Comment Pfff (Score 1) 266

Apple has patents for all kinds of things, many of them purely defensive, many of them for products and features that never get implemented. I myself remember floating this idea around a dinner table with a few friends at least eight years ago, but our version of it was generalized: Bluetooth beacons that broadcast a "usage policy" around themselves.

Not just useful for concerts. Imagine a beacon in a movie theater that automatically shuts off the screen and ringer of any cellphone inside it. No more dickheads texting their bros in the middle of your $16.00 movie outing. "But oh no, what if there's an emergency?" The phone still vibrates. Just walk outside the doors and it will light up again.

Imagine a beacon in a classroom that shuts off all cellphone usage of any kind while the class is in session. No more concerns about cheating, no more playing Plants Vs Zombies instead of listening to the lecture. You wanna pass a note to a friend? Get a pencil and paper and do it old-skool ... that is, if you still know how to write.

Then you get your two-way beacons. They listen for IDs. Want to take the subway somewhere? Just walk on, and walk off. You don't even need to take anything out of your pocket. The film Minority Report teased a similar thing with retina scanners, but with this system you wouldn't even need to look at anything. No turnstiles. Beacons in restaurant tables. Everyone who sat down pays a fragment of the bill. You only take a phone out if you want to divide it some non-standard way. Beacons in the intersections. Pass through an intersection too fast and your insurance company knows you're a liability before you do.

This is the future of 'convenience'. Hopefully since Apple seems to give a damn about user privacy, they will be very careful in how they choose to apply this patent.

Comment Re:Long term = cheap / recyclable.

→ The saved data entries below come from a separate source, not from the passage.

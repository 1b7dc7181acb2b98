//! Delete trait for removing entities.

use async_trait::async_trait;

use crate::client::PivnetClient;
use crate::error::Result;

/// Delete an existing entity.
#[async_trait]
pub trait Delete {
    /// The ID type for this entity.
    type Id: Send;

    /// Delete the entity.
    ///
    /// # Errors
    ///
    /// Returns an error if the entity is not found or the request fails.
    async fn delete(client: &PivnetClient, id: Self::Id) -> Result<()>;
}
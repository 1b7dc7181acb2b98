//! Create trait for adding new entities.

use async_trait::async_trait;

use crate::client::PivnetClient;
use crate::error::Result;

/// Create a new entity.
///
/// # Example
///
/// ```ignore
/// use pivnet::{PivnetClient, Release, CreateReleaseConfig, Create};
///
/// let client = PivnetClient::from_env()?;
/// let release = Release::create(
///     &client,
///     CreateReleaseConfig::new("my-product", "1.2.3", "Minor Release", "pivotal_software_eula"),
/// ).await?;
/// ```
#[async_trait]
pub trait Create: Sized {
    /// Parameters describing the new entity.
    type Params: Send;

    /// Create the entity and return it as stored by the API.
    ///
    /// # Errors
    ///
    /// Returns an error if the request is rejected or fails.
    async fn create(client: &PivnetClient, params: Self::Params) -> Result<Self>;
}
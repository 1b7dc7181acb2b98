//! CLI argument parsing types.
//!
//! This module provides the command-line interface structure for the pivnet
//! binary. Command execution lives in [`commands`].

pub mod commands;

use clap::{ArgAction, Args, Parser, Subcommand};

use crate::client::{ClientConfig, DEFAULT_HOST};
use crate::error::{PivnetError, Result};
use crate::output::OutputFormat;

/// Pivnet command-line interface.
#[derive(Parser, Debug)]
#[command(
    name = "pivnet",
    about = "Pivotal Network CLI",
    version,
    disable_version_flag = true
)]
pub struct Cli {
    /// API token (also read from PIVNET_API_TOKEN).
    #[arg(long, env = "PIVNET_API_TOKEN", hide_env_values = true, global = true)]
    pub api_token: Option<String>,

    /// API host, without the /api/v2 prefix.
    #[arg(long, env = "PIVNET_ENDPOINT", default_value = DEFAULT_HOST, global = true)]
    pub endpoint: String,

    /// Output format.
    #[arg(long, value_enum, default_value_t = OutputFormat::Table, global = true)]
    pub format: OutputFormat,

    /// Log HTTP requests to stderr.
    #[arg(long, global = true)]
    pub verbose: bool,

    /// Accept invalid TLS certificates.
    #[arg(long, global = true)]
    pub skip_ssl_validation: bool,

    /// Print version.
    #[arg(short = 'v', long = "version", action = ArgAction::Version)]
    pub version: Option<bool>,

    #[command(subcommand)]
    pub command: Command,
}

impl Cli {
    /// Build the client configuration from the global flags.
    ///
    /// # Errors
    ///
    /// Returns [`PivnetError::ConfigMissing`] if no API token was given.
    pub fn client_config(&self) -> Result<ClientConfig> {
        let token = self.api_token.clone().ok_or_else(|| {
            PivnetError::ConfigMissing(
                "--api-token or PIVNET_API_TOKEN environment variable not set".to_string(),
            )
        })?;

        Ok(ClientConfig::new(token)
            .with_host(self.endpoint.clone())
            .with_skip_ssl_validation(self.skip_ssl_validation))
    }
}

/// Hint to print after a client setup error, if one applies.
pub fn setup_hint(err: &PivnetError) -> Option<&'static str> {
    match err {
        PivnetError::ConfigMissing(_) => {
            Some("Pass --api-token or set PIVNET_API_TOKEN environment variable")
        }
        _ => None,
    }
}

/// Identifies a release by product slug and version.
#[derive(Args, Debug, Clone, PartialEq, Eq)]
pub struct ReleaseArgs {
    /// Product slug (e.g. pivotal-cf).
    #[arg(short = 'p', long = "product-slug")]
    pub product_slug: String,

    /// Release version (e.g. 1.7.2).
    #[arg(short = 'v', long = "release-version")]
    pub release_version: String,
}

/// Available CLI commands.
#[derive(Subcommand, Debug)]
pub enum Command {
    /// List all products.
    Products,

    /// Show a single product.
    Product {
        /// Product slug.
        #[arg(short = 's', long = "product-slug")]
        product_slug: String,
    },

    /// List the releases of a product.
    Releases {
        /// Product slug.
        #[arg(short = 'p', long = "product-slug")]
        product_slug: String,
    },

    /// Show a single release.
    Release(ReleaseArgs),

    /// Create a release.
    CreateRelease {
        #[command(flatten)]
        release: ReleaseArgs,

        /// Release type (see `release-types`).
        #[arg(short = 't', long = "release-type")]
        release_type: String,

        /// Slug of the EULA to attach.
        #[arg(short = 'e', long = "eula-slug")]
        eula_slug: String,

        /// Release date (YYYY-MM-DD).
        #[arg(long)]
        release_date: Option<String>,

        /// Release description.
        #[arg(long)]
        description: Option<String>,

        /// Release notes URL.
        #[arg(long)]
        release_notes_url: Option<String>,

        /// Mark the release as export controlled.
        #[arg(long)]
        controlled: bool,

        /// Export control classification number.
        #[arg(long)]
        eccn: Option<String>,

        /// License exception for controlled releases.
        #[arg(long)]
        license_exception: Option<String>,

        #[arg(long)]
        end_of_support_date: Option<String>,

        #[arg(long)]
        end_of_guidance_date: Option<String>,

        #[arg(long)]
        end_of_availability_date: Option<String>,

        /// Copy metadata from the previous release.
        #[arg(long)]
        copy_metadata: bool,
    },

    /// Delete a release.
    DeleteRelease(ReleaseArgs),

    /// List the accepted release types.
    ReleaseTypes,

    /// List all EULAs.
    Eulas,

    /// Show a single EULA.
    Eula {
        /// EULA slug.
        #[arg(short = 'e', long = "eula-slug")]
        eula_slug: String,
    },

    /// Accept the EULA of a release.
    AcceptEula(ReleaseArgs),

    /// List the dependencies of a release.
    ReleaseDependencies(ReleaseArgs),

    /// Add a dependency to a release.
    AddReleaseDependency {
        #[command(flatten)]
        release: ReleaseArgs,

        /// Slug of the product owning the dependent release.
        #[arg(short = 's', long = "dependent-product-slug")]
        dependent_product_slug: String,

        /// Version of the dependent release.
        #[arg(short = 'u', long = "dependent-release-version")]
        dependent_release_version: String,
    },

    /// Remove a dependency from a release.
    RemoveReleaseDependency {
        #[command(flatten)]
        release: ReleaseArgs,

        /// Slug of the product owning the dependent release.
        #[arg(short = 's', long = "dependent-product-slug")]
        dependent_product_slug: String,

        /// Version of the dependent release.
        #[arg(short = 'u', long = "dependent-release-version")]
        dependent_release_version: String,
    },

    /// List the releases that can be upgraded to a release.
    ReleaseUpgradePaths(ReleaseArgs),

    /// Allow upgrading to a release from an earlier release.
    AddReleaseUpgradePath {
        #[command(flatten)]
        release: ReleaseArgs,

        /// Version of the earlier release of the same product.
        #[arg(short = 'u', long = "previous-release-version")]
        previous_release_version: String,
    },

    /// Remove an upgrade path from a release.
    RemoveReleaseUpgradePath {
        #[command(flatten)]
        release: ReleaseArgs,

        /// Version of the earlier release of the same product.
        #[arg(short = 'u', long = "previous-release-version")]
        previous_release_version: String,
    },

    /// Verify the API token.
    CheckAuth,
}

Get over it. (Score 0) 364

You forget - this is Slashdot.

The only people still lurking around this dump are old-guard types who thoroughly believe that the particular level of modularity in the products that they personally grew up with is the _right_ level of modularity to ensure basic human rights and freedoms.

So it doesn't matter if you don't know where to mine lithium -- and it doesn't matter if you don't know how to manufacture a wafe-thin battery -- but By God, it matters like hell that you know how to unscrew a case and swap a battery yourself. You're just not A Man if you can't.

Comment Re:Apple's Hardware Upgrade Treadmill (Score 1) 364

Well, good for you. Personally I've been using the same Mac Pro for the past eight years, and with a minor boot patch it runs the latest OS and all the latest software just fine. So, consider your anecdote cancelled out by mine.

P.S.: Apple has not given a crap about its stock price for about 15 years. Wall Street wankers trying to fleece day traders have, but not Apple itself.